Mais que faire pour le moment et en attendant ces infos que tout le monde
réclame ? Peut-on être protégé par une assurance ? M. hefdhi Bouaziz répond
par la négative puisqu’il n’existe pas pour le moment de contrat d’assurance
protégeant contre les risques d’insolvabilité des clients. Pourquoi cette
non disponibilité ? « Parce qu’il y a un problème de communication entre
les différents intervenants qui leur appartient d’expliquer aux assureurs
quels sont les risques encourus puisque lui ne maîtrise pas les rouages de
la profession touristique » répond l’assureur. Il loue, par ailleurs, le
recours à la Cotunace que la FTAV a contactée. Il y a cependant un problème
pour pouvoir réaliser ce type de contrat puisqu’on ignore quelle limite de
garantie proposer, quel délai de carence et le nombre de TO confrontés aux
problèmes de faillites répond Mme Bouaziz après avoir précisé que l’assurance
d’insolvabilité est un risque assurable et qu’il existe une société de
renseignements (méconnue) qui traite déjà avec les banques et les grandes
entreprises de la place.
L‘hôtellier Mourad Mhenni reste sceptique quant aux assurances et évoque les
cas des forces majeures générées par les événements du 11 septembre aux
Etats-Unis et du 11 avril à Djerba pour conforter ses précédentes
déclarations que seule la qualité du produit est une garantie pour les
hôteliers : «Ni assurance, ni administration, ni loi».

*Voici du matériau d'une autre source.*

//! Feedcache binary entry point
//!
//! Runs one refresh-and-load cycle against the configured remote feed:
//! fetch recent posts, persist them, then load the cached timeline and
//! log what would be handed to the UI.

use feedcache::data::FeedQuery;
use feedcache::service::{ResultList, Trigger};
use feedcache::{AppState, config};
use tracing_subscriber::{layer::SubscriberExt, util::SubscriberInitExt};

/// Application entry point
///
/// # Setup
/// 1. Initialize tracing/logging
/// 2. Load configuration from file and environment
/// 3. Initialize AppState
/// 4. Run one refresh cycle
/// 5. Load and deliver the cached timeline
#[tokio::main]
async fn main() -> Result<(), Box<dyn std::error::Error>> {
    // 1. Initialize tracing/logging
    let log_format =
        std::env::var("FEEDCACHE__LOGGING__FORMAT").unwrap_or_else(|_| "pretty".to_string());

    if log_format == "json" {
        tracing_subscriber::registry()
            .with(
                tracing_subscriber::EnvFilter::try_from_default_env()
                    .unwrap_or_else(|_| "feedcache=info".into()),
            )
            .with(tracing_subscriber::fmt::layer().json())
            .init();
    } else {
        tracing_subscriber::registry()
            .with(
                tracing_subscriber::EnvFilter::try_from_default_env()
                    .unwrap_or_else(|_| "feedcache=info".into()),
            )
            .with(tracing_subscriber::fmt::layer().pretty())
            .init();
    }

    tracing::info!("Starting feedcache...");

    // 2. Initialize metrics
    feedcache::metrics::init_metrics();

    // 3. Load configuration
    let config = config::AppConfig::load()?;
    tracing::info!(
        base_url = %config.remote.base_url,
        batch_size = config.remote.batch_size,
        "Configuration loaded"
    );

    // 4. Initialize application state
    let state = AppState::new(config).await?;

    // 5. Run one refresh cycle (busy indicator cleared via done signal)
    let pipeline = state.refresh_pipeline();
    let mut done = pipeline.subscribe_done();
    if let Err(error) = pipeline.handle(Trigger::Refresh).await {
        tracing::warn!(%error, "Refresh failed; serving cached posts only");
    }
    let _ = done.recv().await;

    // 6. Load and deliver the cached timeline
    let mut loader = state.timeline_loader(FeedQuery::default(), |result: ResultList| {
        tracing::info!(posts = result.len(), "Timeline delivered");
        for post in result.iter().take(10) {
            tracing::info!(
                id = %post.id,
                author = %post.author.handle,
                created_at = %post.created_at,
                "{}",
                post.text
            );
        }
    });

    loader.start()?;
    if loader.is_loading() {
        loader.drive().await?;
    }
    loader.reset();

    Ok(())
}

Tahar Saïhi préfère aborder la question d’une manière différente. «Pour
essayer d’éviter les effets négatifs de ces faillites, qu’elles soient
frauduleuses ou économiques, il faut tout d’abord sélectionner les
partenaires, assurer un meilleur suivi de la facturation et du recouvrement» a-t-il dit. Il conseille par ailleurs les hôteliers d’éviter les
bradages parce qu’ils ne conduisent à rien. Il va jusqu’à désavouer certains
de ses collègues voyagistes qui offrent carrément la gratuité du transport !

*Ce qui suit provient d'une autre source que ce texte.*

//! Service layer
//!
//! The cached loader and the refresh pipeline.

pub mod loader;
pub mod refresh;

pub use loader::{
    CachedLoader, CursorSource, LoaderState, RecordDecoder, ResultList, ResultObserver, RowCursor,
};
pub use refresh::{DEFAULT_BATCH_SIZE, RefreshPipeline, Trigger};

Comme solution, il conseille la communication d’informations entre les
différents prestataires, il insiste sur une nécessaire
solidarité.
Les recommandations de la
table ronde
Suite aux débats fort riches et constructifs (dont nous n’avons pris ici que
quelques extraits), les présents ont conclu par une liste de
recommandations.
Nous reproduisons ces recommandations telles qu’elles ont été publiée dans
le magazine “Profession Tourisme” :
• Mise en place d’un Observatoire ayant pour mission de se renseigner en
continu sur la situation financière des opérateurs étrangers programmant la
Tunisie. Les informations seraient collectées, soit auprès d’organismes
spécialisés moyennant finances, soit auprès de leurs partenaires tunisiens,
des représentations de l’ONTT à l’étranger et des ambassades tunisiennes
ainsi que dans les médias économiques et la presse spécialisée tunisienne et
étrangère et centralisée au sein d’une banque de données mise à la
disposition du secteur touristique dans son ensemble.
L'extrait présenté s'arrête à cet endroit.